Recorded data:
□ □ □

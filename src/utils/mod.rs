use unicode_width::{UnicodeWidthChar, UnicodeWidthStr};

pub mod markdown;

/// Shorten `s` to at most `max_width` display columns, ending in "...".
pub fn truncate_string(s: &str, max_width: usize) -> String {
    if s.width() <= max_width {
        return s.to_string();
    }
    let budget = max_width.saturating_sub(3);
    let mut out = String::new();
    let mut used = 0;
    for ch in s.chars() {
        let w = ch.width().unwrap_or(0);
        if used + w > budget {
            break;
        }
        out.push(ch);
        used += w;
    }
    out.push_str("...");
    out
}

/// One visual row of wrapped text, as byte offsets into the source.
#[derive(Debug, Clone, Copy, PartialEq, Eq)]
struct VisualRow {
    start: usize,
    end: usize,
}

/// Break `text` into rows the way a character-wrapping paragraph would:
/// hard breaks on '\n', soft breaks once a row reaches `max_width` columns.
fn visual_rows(text: &str, max_width: usize) -> Vec<VisualRow> {
    let max_width = max_width.max(1);
    let mut rows = Vec::new();
    let mut start = 0;
    let mut width = 0;

    for (idx, ch) in text.char_indices() {
        if ch == '\n' {
            rows.push(VisualRow { start, end: idx });
            start = idx + 1;
            width = 0;
            continue;
        }
        let w = ch.width().unwrap_or(0);
        if width + w > max_width && width > 0 {
            rows.push(VisualRow { start, end: idx });
            start = idx;
            width = 0;
        }
        width += w;
    }
    rows.push(VisualRow {
        start,
        end: text.len(),
    });
    rows
}

/// Row and display column of a byte-offset cursor inside wrapped text.
pub fn calculate_wrapped_cursor_position(
    text: &str,
    cursor: usize,
    max_width: usize,
) -> (usize, usize) {
    let cursor = cursor.min(text.len());
    let rows = visual_rows(text, max_width);

    // A cursor sitting exactly on a soft break belongs to the later row.
    let row_idx = rows
        .iter()
        .rposition(|row| row.start <= cursor)
        .unwrap_or(0);
    let row = rows[row_idx];
    let end = cursor.min(row.end).max(row.start);
    (row_idx, text[row.start..end].width())
}

/// Number of rows `text` occupies when wrapped to `max_width`.
pub fn estimate_text_height(text: &str, max_width: usize) -> u16 {
    visual_rows(text, max_width).len().min(u16::MAX as usize) as u16
}

pub fn calculate_max_scroll(content_height: u16, viewport_height: u16) -> u16 {
    content_height.saturating_sub(viewport_height)
}

/// Timer display, e.g. "2:05".
pub fn format_clock(secs: u64) -> String {
    format!("{}:{:02}", secs / 60, secs % 60)
}

/// Compact duration, e.g. "45s" or "3m 12s".
pub fn format_duration(secs: u64) -> String {
    if secs < 60 {
        format!("{}s", secs)
    } else {
        format!("{}m {}s", secs / 60, secs % 60)
    }
}
use crate::models::DifficultyLevel;
use chrono::NaiveDate;
use std::fs;
use std::path::{Path, PathBuf};

pub fn cheatsheet_filename(difficulty: DifficultyLevel, date: NaiveDate) -> String {
    let level = difficulty.label().split_whitespace().collect::<Vec<_>>().join("_");
    format!("Interview_Cheatsheet_{}_{}.md", level, date.format("%Y-%m-%d"))
}

/// Write the summary markdown verbatim into `dir`, returning the file path.
pub fn export_summary(
    dir: &Path,
    difficulty: DifficultyLevel,
    summary: &str,
    date: NaiveDate,
) -> std::io::Result<PathBuf> {
    fs::create_dir_all(dir)?;
    let path = dir.join(cheatsheet_filename(difficulty, date));
    fs::write(&path, summary)?;
    tracing::info!(path = %path.display(), bytes = summary.len(), "exported cheatsheet");
    Ok(path)
}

□ □ □

=== About this task ===
From the records above, pull every line that has the string "budget" and copy it.

=== Response to the task ===
    let budget = max_width.saturating_sub(3);
        if used + w > budget {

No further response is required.